The perception of refugees and migrants is conceived as a threat that has made its way to the forefront. Subsequently, the securitization process of migrants is considered a contributing factor in creating a national security threat. All in all, illegal and unwanted migrants constitute a risk to the stability of a state. Hence, the national security agenda has been linked to policy measures against migrants. Moreover, transnational threats and war on terrorism were more closely associated with migration in western debates (Wohlfeld, 2014; Tallmeister, 2013).
The present study aims to contribute, both empirically and theoretically, to the understanding of how media securitization affects Afghan women refugee’s lived experiences in Pakistan. Additionally, based on feminist standpoint theory assumptions, semi-structured interviews with 10 Afghan refugees were conducted.
The analysis revealed that Pakistani media narratives designated Afghan refugees as an extreme security issue and presented them as existential threats to societal and national security. Guided by the feminist standpoint theory, analysis based on the interviews with 10 Afghan women refugees revealed that Afghan women have experienced numerous traumatic events, as refugees in Pakistan. Afghan refugee women are differently affected and seem to be more vulnerable to securitized migration. This situation poses the topic of insecurity that threatens women refugees according to their lived experience in Pakistan.
Despite different types of vulnerabilities, these women are mostly reluctant to talk about their experiences due to cultural and social pressures. Afghan women refugees in Pakistan don’t feel secure in Afghanistan and are unwilling to return. They are constrained to leave Pakistan, and at the same time, they feel insecure in Afghanistan.
Conflicts and wars pose major risks to people’s survival, livelihoods conditions, and human security (United Nations, 2003). Therefore, in this scenario, Afghan women vulnerability increases as a refugee during migration. Hence, becoming a refugee involves abrupt life changes.

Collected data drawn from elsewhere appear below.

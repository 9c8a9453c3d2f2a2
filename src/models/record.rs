use std::fmt;

use chrono::{DateTime, Utc};
use serde::{Deserialize, Serialize};
use serde_json::{Map as JsonMap, Value as JsonValue};

use crate::error::{AppError, AppResult};

/// Fallbacks substituted when a stored document is missing or carries a
/// malformed field; aggregate computation must stay total.
pub const DEFAULT_MOOD: &str = "neutral";
pub const DEFAULT_ACTIVITY_TYPE: &str = "unknown";
pub const DEFAULT_MOOD_INTENSITY: f64 = 5.0;

#[derive(
    Debug, Clone, Copy, Serialize, Deserialize, PartialEq, Eq, PartialOrd, Ord, Hash,
)]
#[serde(rename_all = "snake_case")]
pub enum RecordCategory {
    SleepSessions,
    JournalEntries,
    MoodEntries,
    ActivitySessions,
}

impl RecordCategory {
    pub const ALL: [RecordCategory; 4] = [
        RecordCategory::SleepSessions,
        RecordCategory::JournalEntries,
        RecordCategory::MoodEntries,
        RecordCategory::ActivitySessions,
    ];

    /// Collection name under `users/{uid}/` in the document store.
    pub fn as_str(&self) -> &'static str {
        match self {
            RecordCategory::SleepSessions => "sleep_sessions",
            RecordCategory::JournalEntries => "journal_entries",
            RecordCategory::MoodEntries => "mood_entries",
            RecordCategory::ActivitySessions => "activity_sessions",
        }
    }
}

impl fmt::Display for RecordCategory {
    fn fmt(&self, f: &mut fmt::Formatter<'_>) -> fmt::Result {
        f.write_str(self.as_str())
    }
}

impl TryFrom<&str> for RecordCategory {
    type Error = String;

    fn try_from(value: &str) -> Result<Self, Self::Error> {
        match value {
            "sleep_sessions" => Ok(RecordCategory::SleepSessions),
            "journal_entries" => Ok(RecordCategory::JournalEntries),
            "mood_entries" => Ok(RecordCategory::MoodEntries),
            "activity_sessions" => Ok(RecordCategory::ActivitySessions),
            other => Err(format!("unsupported record category: {other}")),
        }
    }
}

/// A single timestamped user event. Payload fields stay loosely typed on the
/// read path: one corrupt document must never abort a statistics pass.
#[derive(Debug, Clone, Serialize, Deserialize)]
#[serde(rename_all = "camelCase")]
pub struct Record {
    pub id: String,
    pub user_id: String,
    pub category: RecordCategory,
    pub created_at: DateTime<Utc>,
    pub updated_at: DateTime<Utc>,
    #[serde(default)]
    pub fields: JsonMap<String, JsonValue>,
}

impl Record {
    pub fn number_field(&self, key: &str) -> Option<f64> {
        self.fields.get(key).and_then(JsonValue::as_f64)
    }

    pub fn text_field(&self, key: &str) -> Option<&str> {
        self.fields.get(key).and_then(JsonValue::as_str)
    }

    pub fn duration_hours(&self) -> f64 {
        self.number_field("durationHours").unwrap_or(0.0)
    }

    pub fn duration_minutes(&self) -> f64 {
        self.number_field("durationMinutes").unwrap_or(0.0)
    }

    pub fn mood(&self) -> &str {
        self.text_field("mood").unwrap_or(DEFAULT_MOOD)
    }

    pub fn mood_intensity(&self) -> f64 {
        self.number_field("intensity")
            .unwrap_or(DEFAULT_MOOD_INTENSITY)
    }

    pub fn activity_type(&self) -> &str {
        self.text_field("activityType")
            .unwrap_or(DEFAULT_ACTIVITY_TYPE)
    }

    pub fn body(&self) -> &str {
        self.text_field("body").unwrap_or("")
    }

    pub fn word_count(&self) -> usize {
        self.body().split_whitespace().count()
    }
}

#[derive(Debug, Clone, Serialize, Deserialize)]
#[serde(rename_all = "camelCase")]
pub struct SleepSessionInput {
    pub duration_hours: f64,
    #[serde(default)]
    pub quality: Option<String>,
    #[serde(default)]
    pub note: Option<String>,
}

#[derive(Debug, Clone, Serialize, Deserialize)]
#[serde(rename_all = "camelCase")]
pub struct JournalEntryInput {
    #[serde(default)]
    pub title: Option<String>,
    pub body: String,
}

#[derive(Debug, Clone, Serialize, Deserialize)]
#[serde(rename_all = "camelCase")]
pub struct MoodEntryInput {
    pub mood: String,
    #[serde(default)]
    pub intensity: Option<f64>,
    #[serde(default)]
    pub note: Option<String>,
}

#[derive(Debug, Clone, Serialize, Deserialize)]
#[serde(rename_all = "camelCase")]
pub struct ActivitySessionInput {
    pub activity_type: String,
    pub duration_minutes: f64,
    #[serde(default)]
    pub intensity: Option<String>,
}

/// Serialize a typed insert payload into the flat field map stored in the
/// per-category collection.
pub fn to_field_map<T: Serialize>(input: &T) -> AppResult<JsonMap<String, JsonValue>> {
    match serde_json::to_value(input)? {
        JsonValue::Object(map) => Ok(map),
        other => Err(AppError::validation_with_details(
            "记录负载必须是对象",
            other,
        )),
    }
}
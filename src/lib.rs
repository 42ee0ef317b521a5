//! # Commute When
//!
//! Finds the best time to leave for a commute by sampling travel times
//! under traffic across a window of candidate departures.
//!
//! ## Architecture
//!
//! - **directions**: Routing provider abstraction (Google Directions API)
//! - **duration**: Human-readable duration text parsing
//! - **window**: Departure time window generation
//! - **sampler**: Throttled sequential sampling of the provider
//! - **chart**: Textual bar chart rendering
//! - **analyze**: Orchestration of the two commute legs
//! - **config**: Persisted origin/destination configuration

pub mod analyze;
pub mod chart;
pub mod config;
pub mod directions;
pub mod duration;
pub mod sampler;
pub mod window;

pub use analyze::*;
pub use sampler::Sample;

use chrono::{Datelike, Duration, NaiveDate, Weekday};

/// Next strictly-future occurrence of a weekday.
///
/// If `from` already falls on `target`, returns the date a full week later.
pub fn next_weekday(from: NaiveDate, target: Weekday) -> NaiveDate {
    let delta = target.num_days_from_sunday() as i64 - from.weekday().num_days_from_sunday() as i64;
    let delta = if delta <= 0 { delta + 7 } else { delta };
    from + Duration::days(delta)
}
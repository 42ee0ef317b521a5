//! Commute analysis orchestration.
//!
//! Runs the throttled sampler and the chart renderer once per leg: the
//! morning leg out, then the afternoon leg back, both anchored to the
//! same analysis date and executed strictly one after the other.

use std::sync::Arc;

use chrono::NaiveDate;
use tracing::info;

use crate::chart;
use crate::directions::DirectionsClient;
use crate::sampler::{Sample, SamplerConfig, ThrottledSampler};
use crate::window::{TimeWindow, WindowError};

/// The samples collected for one direction of the commute.
#[derive(Debug, Clone)]
pub struct AnalysisRun {
    pub direction: String,
    pub samples: Vec<Sample>,
}

impl AnalysisRun {
    /// Fastest sample; earliest departure breaks ties.
    pub fn best(&self) -> Option<&Sample> {
        let min = self.samples.iter().map(|s| s.total_minutes).min()?;
        self.samples.iter().find(|s| s.total_minutes == min)
    }

    /// Slowest sample; earliest departure breaks ties.
    pub fn worst(&self) -> Option<&Sample> {
        let max = self.samples.iter().map(|s| s.total_minutes).max()?;
        self.samples.iter().find(|s| s.total_minutes == max)
    }
}

/// Hour ranges and throttle settings for a full analysis.
#[derive(Debug, Clone)]
pub struct AnalysisOptions {
    /// Outbound window, start/end hours.
    pub morning_hours: (u32, u32),
    /// Return window, start/end hours.
    pub afternoon_hours: (u32, u32),
    pub sampler: SamplerConfig,
}

impl Default for AnalysisOptions {
    fn default() -> Self {
        Self {
            morning_hours: (6, 10),
            afternoon_hours: (13, 19),
            sampler: SamplerConfig::default(),
        }
    }
}

/// Orchestrates both legs of a commute analysis.
pub struct CommuteAnalysis {
    sampler: ThrottledSampler,
    options: AnalysisOptions,
}

impl CommuteAnalysis {
    pub fn new(client: Arc<dyn DirectionsClient>, options: AnalysisOptions) -> Self {
        let sampler = ThrottledSampler::new(client, options.sampler.clone());
        Self { sampler, options }
    }

    /// Analyze both commute legs for the day after `date`, printing a
    /// chart per leg and returning the raw runs.
    pub async fn analyze(
        &self,
        origin: &str,
        destination: &str,
        date: NaiveDate,
    ) -> Result<Vec<AnalysisRun>, WindowError> {
        let legs = [
            (
                "Morning Commute (To Work)",
                origin,
                destination,
                self.options.morning_hours,
            ),
            (
                "Afternoon Commute (To Home)",
                destination,
                origin,
                self.options.afternoon_hours,
            ),
        ];

        let mut runs = Vec::with_capacity(legs.len());
        for (direction, from, to, (start_hour, end_hour)) in legs {
            info!("Analyzing {}...", direction.to_lowercase());
            let window = TimeWindow::commute(date, start_hour, end_hour)?;
            let samples = self.sampler.run(from, to, &window).await;
            info!("{} analysis completed", direction);

            print!("{}", chart::render(&samples, direction));

            runs.push(AnalysisRun {
                direction: direction.to_string(),
                samples,
            });
        }

        Ok(runs)
    }
}
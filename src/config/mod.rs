//! Persisted commute configuration.
//!
//! Stores the origin/destination pair as JSON at `~/.config/commute.json`
//! so the addresses only have to be typed once.

use std::path::{Path, PathBuf};

use serde::{Deserialize, Serialize};
use thiserror::Error;
use tracing::debug;

/// Configuration errors.
#[derive(Debug, Error)]
pub enum ConfigError {
    #[error("Failed to read config file: {0}")]
    ReadError(#[from] std::io::Error),

    #[error("Failed to parse config: {0}")]
    ParseError(#[from] serde_json::Error),

    #[error("Could not determine home directory")]
    NoHomeDir,
}

/// The saved commute endpoints.
#[derive(Debug, Clone, PartialEq, Eq, Serialize, Deserialize)]
pub struct CommuteConfig {
    pub origin: String,
    pub destination: String,
}

/// Path of the persisted config file.
pub fn config_path() -> Result<PathBuf, ConfigError> {
    let home = std::env::var_os("HOME").ok_or(ConfigError::NoHomeDir)?;
    Ok(PathBuf::from(home).join(".config").join("commute.json"))
}

impl CommuteConfig {
    /// Load the saved config, if any.
    ///
    /// Any failure (missing file, bad JSON, no home dir) reads as "no
    /// saved config"; the caller falls back to usage guidance.
    pub fn load() -> Option<Self> {
        let path = config_path().ok()?;
        match Self::load_from(&path) {
            Ok(config) => Some(config),
            Err(e) => {
                debug!("No usable config at {:?}: {}", path, e);
                None
            }
        }
    }

    pub fn load_from(path: &Path) -> Result<Self, ConfigError> {
        let contents = std::fs::read_to_string(path)?;
        Ok(serde_json::from_str(&contents)?)
    }

    /// Persist to the default config path, creating `.config` if needed.
    pub fn save(&self) -> Result<(), ConfigError> {
        self.save_to(&config_path()?)
    }

    pub fn save_to(&self, path: &Path) -> Result<(), ConfigError> {
        if let Some(parent) = path.parent() {
            std::fs::create_dir_all(parent)?;
        }
        let json = serde_json::to_string_pretty(self)?;
        std::fs::write(path, json)?;
        Ok(())
    }
}

#[cfg(test)]
mod tests {
    use super::*;
    use tempfile::TempDir;

    #[test]
    fn test_save_and_load_round_trip() {
        let temp_dir = TempDir::new().unwrap();
        let path = temp_dir.path().join(".config").join("commute.json");

        let config = CommuteConfig {
            origin: "1234 Culver Drive, Irvine, CA 92602".to_string(),
            destination: "4077 Ince Blvd, Culver City, CA 90232".to_string(),
        };
        config.save_to(&path).unwrap();

        let loaded = CommuteConfig::load_from(&path).unwrap();
        assert_eq!(loaded, config);
    }

    #[test]
    fn test_load_missing_file_errors() {
        let temp_dir = TempDir::new().unwrap();
        let path = temp_dir.path().join("commute.json");

        assert!(CommuteConfig::load_from(&path).is_err());
    }

    #[test]
    fn test_load_malformed_json_errors() {
        let temp_dir = TempDir::new().unwrap();
        let path = temp_dir.path().join("commute.json");
        std::fs::write(&path, "{not json").unwrap();

        assert!(matches!(
            CommuteConfig::load_from(&path),
            Err(ConfigError::ParseError(_))
        ));
    }

    #[test]
    fn test_save_creates_parent_directory() {
        let temp_dir = TempDir::new().unwrap();
        let path = temp_dir.path().join("nested").join("dir").join("commute.json");

        let config = CommuteConfig {
            origin: "A".to_string(),
            destination: "B".to_string(),
        };
        config.save_to(&path).unwrap();

        assert!(path.exists());
    }

    #[test]
    fn test_config_is_pretty_json() {
        let config = CommuteConfig {
            origin: "A".to_string(),
            destination: "B".to_string(),
        };
        let temp_dir = TempDir::new().unwrap();
        let path = temp_dir.path().join("commute.json");
        config.save_to(&path).unwrap();

        let raw = std::fs::read_to_string(&path).unwrap();
        assert!(raw.contains("\n"));
        assert!(raw.contains("\"origin\": \"A\""));
    }
}
use std::sync::Arc;

use anyhow::Result;
use chrono::{Local, NaiveDate, Weekday};
use clap::Parser;
use tracing::warn;
use tracing_subscriber::{layer::SubscriberExt, util::SubscriberInitExt};

use commute_when::config::CommuteConfig;
use commute_when::directions::GoogleDirectionsClient;
use commute_when::{next_weekday, AnalysisOptions, CommuteAnalysis};

#[derive(Parser)]
#[command(name = "commute-when")]
#[command(about = "Analyze commute times for different days")]
#[command(version)]
struct Cli {
    /// Starting location
    origin: Option<String>,

    /// Destination location
    destination: Option<String>,

    /// Analyze commute for today
    #[arg(long)]
    today: bool,

    /// Analyze commute for tomorrow
    #[arg(long)]
    tomorrow: bool,

    /// Analyze commute for next Monday
    #[arg(long)]
    next_monday: bool,

    /// Analyze commute for next Tuesday
    #[arg(long)]
    next_tuesday: bool,

    /// Analyze commute for next Wednesday
    #[arg(long)]
    next_wednesday: bool,

    /// Analyze commute for next Thursday
    #[arg(long)]
    next_thursday: bool,

    /// Analyze commute for next Friday
    #[arg(long)]
    next_friday: bool,

    /// Analyze commute for next Saturday
    #[arg(long)]
    next_saturday: bool,

    /// Analyze commute for next Sunday
    #[arg(long)]
    next_sunday: bool,

    /// Log level (trace, debug, info, warn, error)
    #[arg(long, default_value = "info")]
    log_level: String,
}

impl Cli {
    /// Resolve the analysis anchor date, flags in priority order.
    fn analysis_date(&self, today: NaiveDate) -> (NaiveDate, &'static str) {
        let weekday_flags = [
            (self.next_monday, Weekday::Mon, "Next Monday"),
            (self.next_tuesday, Weekday::Tue, "Next Tuesday"),
            (self.next_wednesday, Weekday::Wed, "Next Wednesday"),
            (self.next_thursday, Weekday::Thu, "Next Thursday"),
            (self.next_friday, Weekday::Fri, "Next Friday"),
            (self.next_saturday, Weekday::Sat, "Next Saturday"),
            (self.next_sunday, Weekday::Sun, "Next Sunday"),
        ];

        if self.today {
            return (today, "Today");
        }
        if self.tomorrow {
            return (today + chrono::Duration::days(1), "Tomorrow");
        }
        for (set, weekday, description) in weekday_flags {
            if set {
                return (next_weekday(today, weekday), description);
            }
        }
        (today, "Today")
    }
}

fn print_usage() {
    println!("Usage: commute-when <origin> <destination>");
    println!(
        "Example: commute-when \"1234 Culver Drive, Irvine, CA 92602\" \
         \"4077 Ince Blvd, Culver City, CA 90232\""
    );
    println!("\nOr create a config file at ~/.config/commute.json with the following format:");
    println!(
        "{{\n  \"origin\": \"your origin address\",\n  \"destination\": \"your destination address\"\n}}"
    );
}

/// Locations from positional args (persisted for next time) or the saved
/// config. `None` means the caller should print usage and exit non-zero.
fn resolve_locations(cli: &Cli) -> Option<CommuteConfig> {
    if let (Some(origin), Some(destination)) = (&cli.origin, &cli.destination) {
        let config = CommuteConfig {
            origin: origin.clone(),
            destination: destination.clone(),
        };
        if let Err(e) = config.save() {
            warn!("Failed to save configuration: {}", e);
        }
        return Some(config);
    }

    CommuteConfig::load()
}

#[tokio::main]
async fn main() -> Result<()> {
    let cli = Cli::parse();

    // Initialize tracing
    let filter = tracing_subscriber::EnvFilter::try_from_default_env()
        .unwrap_or_else(|_| tracing_subscriber::EnvFilter::new(&cli.log_level));

    tracing_subscriber::registry()
        .with(filter)
        .with(tracing_subscriber::fmt::layer())
        .init();

    let Ok(api_key) = std::env::var("GOOGLE_MAPS_API_KEY") else {
        eprintln!("Please set the GOOGLE_MAPS_API_KEY environment variable.");
        std::process::exit(1);
    };

    let Some(locations) = resolve_locations(&cli) else {
        print_usage();
        std::process::exit(1);
    };

    let (date, description) = cli.analysis_date(Local::now().date_naive());
    println!("Traffic Analysis for Your Commute - {}\n", description);

    let client = GoogleDirectionsClient::new(api_key)?;
    let analysis = CommuteAnalysis::new(Arc::new(client), AnalysisOptions::default());
    analysis
        .analyze(&locations.origin, &locations.destination, date)
        .await?;

    println!("\nAnalysis complete!");
    Ok(())
}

As a result of tragic experiences embracing their past, combined with problems in settling in a new country, refugee women often feel they are riding the waves of forces that they do not control.
The outcomes of the study were congruent with standpoint feminist theory that men and women have different experiences and that, women are more underprivileged. Findings from interviews with Afghan women refugees revealed that refugee experience is fraught with numerous challenges ranging from fear of repatriation to policing and isolation and desperation. Moreover, the theoretical framework of standpoint revealed a more objective form of knowledge and complete truths from the personal experiences of Afghan women refugees.
Significantly, the Feminist Standpoint approach has been most suitable to analyze the Afghan women refugee’s case from minority cultures in Pakistan. Researchers argue that feminist standpoint theory provides grounds to commence theorizing about the lives of women. There has been a securitization of Afghan refugees, as a result of which refugees are viewed and described in terms of security and face intolerable levels of hardships regarding employment, equal opportunities in Pakistan. Characterizing Afghan refugees as a security issue and a potential threat will have negative implications for the Afghan women refugee’s lived experience in Pakistan, and this has been revealed through the conducted interview sessions.